### Assignment
From the data below, return all lines holding the string "wanted".

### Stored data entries
= Beginning of Section =

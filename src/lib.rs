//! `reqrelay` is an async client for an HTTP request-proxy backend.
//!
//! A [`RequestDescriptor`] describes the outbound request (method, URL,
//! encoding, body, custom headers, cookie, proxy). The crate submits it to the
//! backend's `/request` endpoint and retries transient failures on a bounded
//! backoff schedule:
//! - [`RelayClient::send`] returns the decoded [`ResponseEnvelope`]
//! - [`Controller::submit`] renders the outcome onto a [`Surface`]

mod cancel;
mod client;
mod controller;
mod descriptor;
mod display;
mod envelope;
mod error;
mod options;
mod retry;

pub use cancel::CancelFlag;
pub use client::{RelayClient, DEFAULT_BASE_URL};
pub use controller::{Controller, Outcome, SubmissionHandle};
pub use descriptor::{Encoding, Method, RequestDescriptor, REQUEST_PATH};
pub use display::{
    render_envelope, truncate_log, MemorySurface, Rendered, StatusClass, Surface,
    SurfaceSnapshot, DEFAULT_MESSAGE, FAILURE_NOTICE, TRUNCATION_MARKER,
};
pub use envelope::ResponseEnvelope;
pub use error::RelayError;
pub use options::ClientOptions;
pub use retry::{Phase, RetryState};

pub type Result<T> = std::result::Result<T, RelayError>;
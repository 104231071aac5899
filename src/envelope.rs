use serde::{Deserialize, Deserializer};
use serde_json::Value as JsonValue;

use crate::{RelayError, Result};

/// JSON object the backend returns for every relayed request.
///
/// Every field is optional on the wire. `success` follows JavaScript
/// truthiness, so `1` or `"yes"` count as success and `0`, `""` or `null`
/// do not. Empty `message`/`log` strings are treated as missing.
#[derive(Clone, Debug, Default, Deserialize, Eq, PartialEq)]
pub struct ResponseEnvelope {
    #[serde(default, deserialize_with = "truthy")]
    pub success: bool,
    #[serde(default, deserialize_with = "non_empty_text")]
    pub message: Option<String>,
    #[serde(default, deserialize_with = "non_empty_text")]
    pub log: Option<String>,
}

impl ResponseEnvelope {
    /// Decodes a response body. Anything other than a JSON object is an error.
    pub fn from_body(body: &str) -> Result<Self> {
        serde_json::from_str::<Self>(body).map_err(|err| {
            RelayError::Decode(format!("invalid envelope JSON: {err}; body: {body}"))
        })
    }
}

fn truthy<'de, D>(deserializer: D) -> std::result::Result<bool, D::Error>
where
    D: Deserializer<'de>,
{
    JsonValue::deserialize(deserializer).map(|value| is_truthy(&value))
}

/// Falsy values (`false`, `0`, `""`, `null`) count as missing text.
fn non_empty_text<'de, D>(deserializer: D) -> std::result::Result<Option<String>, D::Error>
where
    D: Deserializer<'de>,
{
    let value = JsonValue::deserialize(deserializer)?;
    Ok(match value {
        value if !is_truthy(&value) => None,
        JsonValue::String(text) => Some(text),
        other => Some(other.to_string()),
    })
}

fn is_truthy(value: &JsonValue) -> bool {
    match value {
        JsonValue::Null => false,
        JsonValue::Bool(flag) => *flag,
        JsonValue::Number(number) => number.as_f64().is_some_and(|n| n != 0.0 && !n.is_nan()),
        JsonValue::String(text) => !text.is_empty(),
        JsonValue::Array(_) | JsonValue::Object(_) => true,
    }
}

= End of Section =
= Beginning of Section =

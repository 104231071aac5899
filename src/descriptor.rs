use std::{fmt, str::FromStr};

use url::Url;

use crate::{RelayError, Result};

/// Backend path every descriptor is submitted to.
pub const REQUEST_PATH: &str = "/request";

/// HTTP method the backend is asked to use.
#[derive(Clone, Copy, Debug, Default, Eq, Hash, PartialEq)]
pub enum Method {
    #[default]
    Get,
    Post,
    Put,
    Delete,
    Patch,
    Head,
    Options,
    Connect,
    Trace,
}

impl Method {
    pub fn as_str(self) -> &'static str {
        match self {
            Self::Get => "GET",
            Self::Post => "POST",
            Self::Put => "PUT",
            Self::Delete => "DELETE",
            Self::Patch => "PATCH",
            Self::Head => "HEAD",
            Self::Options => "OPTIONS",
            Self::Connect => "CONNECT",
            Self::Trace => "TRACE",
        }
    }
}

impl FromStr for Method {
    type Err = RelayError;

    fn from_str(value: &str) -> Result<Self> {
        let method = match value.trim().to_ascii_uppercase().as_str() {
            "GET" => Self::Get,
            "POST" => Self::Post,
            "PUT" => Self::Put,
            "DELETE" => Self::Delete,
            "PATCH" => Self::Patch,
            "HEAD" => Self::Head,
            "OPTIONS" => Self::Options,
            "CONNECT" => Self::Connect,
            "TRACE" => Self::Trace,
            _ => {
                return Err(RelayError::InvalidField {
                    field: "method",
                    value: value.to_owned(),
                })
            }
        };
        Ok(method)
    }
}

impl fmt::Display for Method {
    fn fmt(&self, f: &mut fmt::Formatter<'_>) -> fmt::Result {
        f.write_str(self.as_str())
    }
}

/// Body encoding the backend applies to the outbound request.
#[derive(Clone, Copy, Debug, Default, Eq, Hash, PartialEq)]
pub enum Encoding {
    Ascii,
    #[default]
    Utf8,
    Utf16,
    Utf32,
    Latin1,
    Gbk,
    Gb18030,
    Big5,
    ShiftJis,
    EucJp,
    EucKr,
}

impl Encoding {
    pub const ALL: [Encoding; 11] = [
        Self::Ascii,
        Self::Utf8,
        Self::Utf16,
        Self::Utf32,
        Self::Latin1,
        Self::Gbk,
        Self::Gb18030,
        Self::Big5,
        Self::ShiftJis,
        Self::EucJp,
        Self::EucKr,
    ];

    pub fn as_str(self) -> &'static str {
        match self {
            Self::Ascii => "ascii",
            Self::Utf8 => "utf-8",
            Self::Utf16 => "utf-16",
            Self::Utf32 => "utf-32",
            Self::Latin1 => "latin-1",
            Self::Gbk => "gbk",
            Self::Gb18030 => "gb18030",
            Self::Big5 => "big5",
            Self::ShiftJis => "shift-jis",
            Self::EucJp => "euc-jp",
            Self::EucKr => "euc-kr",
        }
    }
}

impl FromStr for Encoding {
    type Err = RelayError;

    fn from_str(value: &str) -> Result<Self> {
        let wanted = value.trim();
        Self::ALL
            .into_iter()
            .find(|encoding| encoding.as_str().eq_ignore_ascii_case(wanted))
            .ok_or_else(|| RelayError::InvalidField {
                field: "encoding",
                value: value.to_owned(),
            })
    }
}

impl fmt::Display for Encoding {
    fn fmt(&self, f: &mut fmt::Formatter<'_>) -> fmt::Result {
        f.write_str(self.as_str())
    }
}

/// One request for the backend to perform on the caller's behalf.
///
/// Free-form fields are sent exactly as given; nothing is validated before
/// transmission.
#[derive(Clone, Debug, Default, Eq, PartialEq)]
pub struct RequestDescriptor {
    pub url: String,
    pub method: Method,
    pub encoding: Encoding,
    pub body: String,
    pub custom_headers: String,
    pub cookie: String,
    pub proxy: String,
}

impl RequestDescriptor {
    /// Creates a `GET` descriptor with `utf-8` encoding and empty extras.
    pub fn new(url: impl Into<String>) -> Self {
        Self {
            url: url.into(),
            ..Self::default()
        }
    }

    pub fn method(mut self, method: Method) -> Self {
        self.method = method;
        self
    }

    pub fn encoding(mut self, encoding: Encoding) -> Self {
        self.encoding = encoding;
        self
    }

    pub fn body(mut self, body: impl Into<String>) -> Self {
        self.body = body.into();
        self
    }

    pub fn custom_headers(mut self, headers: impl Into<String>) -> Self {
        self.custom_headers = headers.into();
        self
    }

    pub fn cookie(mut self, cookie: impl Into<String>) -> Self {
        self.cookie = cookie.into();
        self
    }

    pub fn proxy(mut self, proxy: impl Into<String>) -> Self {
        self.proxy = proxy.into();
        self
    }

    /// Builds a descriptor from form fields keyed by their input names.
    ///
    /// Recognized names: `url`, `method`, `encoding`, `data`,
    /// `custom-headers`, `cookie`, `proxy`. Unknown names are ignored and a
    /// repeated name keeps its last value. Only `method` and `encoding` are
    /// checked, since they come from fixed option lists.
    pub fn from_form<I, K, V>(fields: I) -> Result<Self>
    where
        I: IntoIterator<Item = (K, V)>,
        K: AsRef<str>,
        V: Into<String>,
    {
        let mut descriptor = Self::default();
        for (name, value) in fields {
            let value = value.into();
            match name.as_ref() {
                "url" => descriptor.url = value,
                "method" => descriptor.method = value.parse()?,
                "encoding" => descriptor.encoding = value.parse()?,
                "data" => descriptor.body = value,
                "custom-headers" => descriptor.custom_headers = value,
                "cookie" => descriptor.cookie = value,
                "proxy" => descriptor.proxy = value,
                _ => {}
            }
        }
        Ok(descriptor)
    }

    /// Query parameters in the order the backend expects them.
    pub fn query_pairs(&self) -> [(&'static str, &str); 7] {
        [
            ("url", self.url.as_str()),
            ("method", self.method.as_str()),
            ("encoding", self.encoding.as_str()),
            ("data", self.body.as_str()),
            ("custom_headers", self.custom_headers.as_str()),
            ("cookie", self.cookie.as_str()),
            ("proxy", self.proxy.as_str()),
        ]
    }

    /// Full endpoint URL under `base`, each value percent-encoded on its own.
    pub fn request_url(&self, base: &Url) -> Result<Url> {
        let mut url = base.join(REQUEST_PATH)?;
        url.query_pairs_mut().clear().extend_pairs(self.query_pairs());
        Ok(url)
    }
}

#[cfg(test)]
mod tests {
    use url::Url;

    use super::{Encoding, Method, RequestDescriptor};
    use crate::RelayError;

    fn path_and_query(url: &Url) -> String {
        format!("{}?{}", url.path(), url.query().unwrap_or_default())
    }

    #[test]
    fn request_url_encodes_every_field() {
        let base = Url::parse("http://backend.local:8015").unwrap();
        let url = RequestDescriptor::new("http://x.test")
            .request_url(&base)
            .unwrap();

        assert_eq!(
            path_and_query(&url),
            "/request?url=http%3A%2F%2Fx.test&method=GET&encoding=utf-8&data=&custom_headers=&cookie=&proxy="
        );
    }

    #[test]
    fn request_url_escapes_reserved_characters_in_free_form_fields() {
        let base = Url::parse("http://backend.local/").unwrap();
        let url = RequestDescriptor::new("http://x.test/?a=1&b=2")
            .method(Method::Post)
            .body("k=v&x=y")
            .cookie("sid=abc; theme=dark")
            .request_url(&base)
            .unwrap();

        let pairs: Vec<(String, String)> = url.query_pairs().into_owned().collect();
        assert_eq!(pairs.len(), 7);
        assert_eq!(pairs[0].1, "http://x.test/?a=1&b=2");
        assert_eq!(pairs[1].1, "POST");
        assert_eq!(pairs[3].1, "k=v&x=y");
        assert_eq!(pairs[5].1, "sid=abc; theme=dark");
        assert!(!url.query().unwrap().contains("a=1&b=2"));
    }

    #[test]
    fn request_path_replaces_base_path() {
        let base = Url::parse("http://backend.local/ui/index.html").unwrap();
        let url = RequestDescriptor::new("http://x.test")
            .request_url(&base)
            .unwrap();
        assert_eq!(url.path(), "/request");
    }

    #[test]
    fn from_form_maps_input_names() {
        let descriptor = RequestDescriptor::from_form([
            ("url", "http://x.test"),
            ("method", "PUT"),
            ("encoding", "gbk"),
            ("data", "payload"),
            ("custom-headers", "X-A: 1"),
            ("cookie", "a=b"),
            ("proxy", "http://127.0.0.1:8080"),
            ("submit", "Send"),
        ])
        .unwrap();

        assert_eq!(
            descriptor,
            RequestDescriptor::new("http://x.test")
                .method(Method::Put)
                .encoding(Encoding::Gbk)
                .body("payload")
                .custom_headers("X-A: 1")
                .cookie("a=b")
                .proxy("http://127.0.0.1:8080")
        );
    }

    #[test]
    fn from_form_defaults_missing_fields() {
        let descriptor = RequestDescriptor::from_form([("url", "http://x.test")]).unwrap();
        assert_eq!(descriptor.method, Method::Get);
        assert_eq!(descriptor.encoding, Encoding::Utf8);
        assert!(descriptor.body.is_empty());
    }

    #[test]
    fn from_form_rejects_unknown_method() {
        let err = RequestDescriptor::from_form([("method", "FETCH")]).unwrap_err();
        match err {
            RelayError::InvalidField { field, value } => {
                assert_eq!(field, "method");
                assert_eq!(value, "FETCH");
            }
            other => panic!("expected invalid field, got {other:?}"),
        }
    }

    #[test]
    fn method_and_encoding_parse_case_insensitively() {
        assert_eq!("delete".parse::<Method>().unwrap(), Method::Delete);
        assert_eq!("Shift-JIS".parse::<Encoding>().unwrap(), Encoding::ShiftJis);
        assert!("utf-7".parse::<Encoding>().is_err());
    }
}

= End of Section =

### Result for this exercise
        let wanted = value.trim();
            .find(|encoding| encoding.as_str().eq_ignore_ascii_case(wanted))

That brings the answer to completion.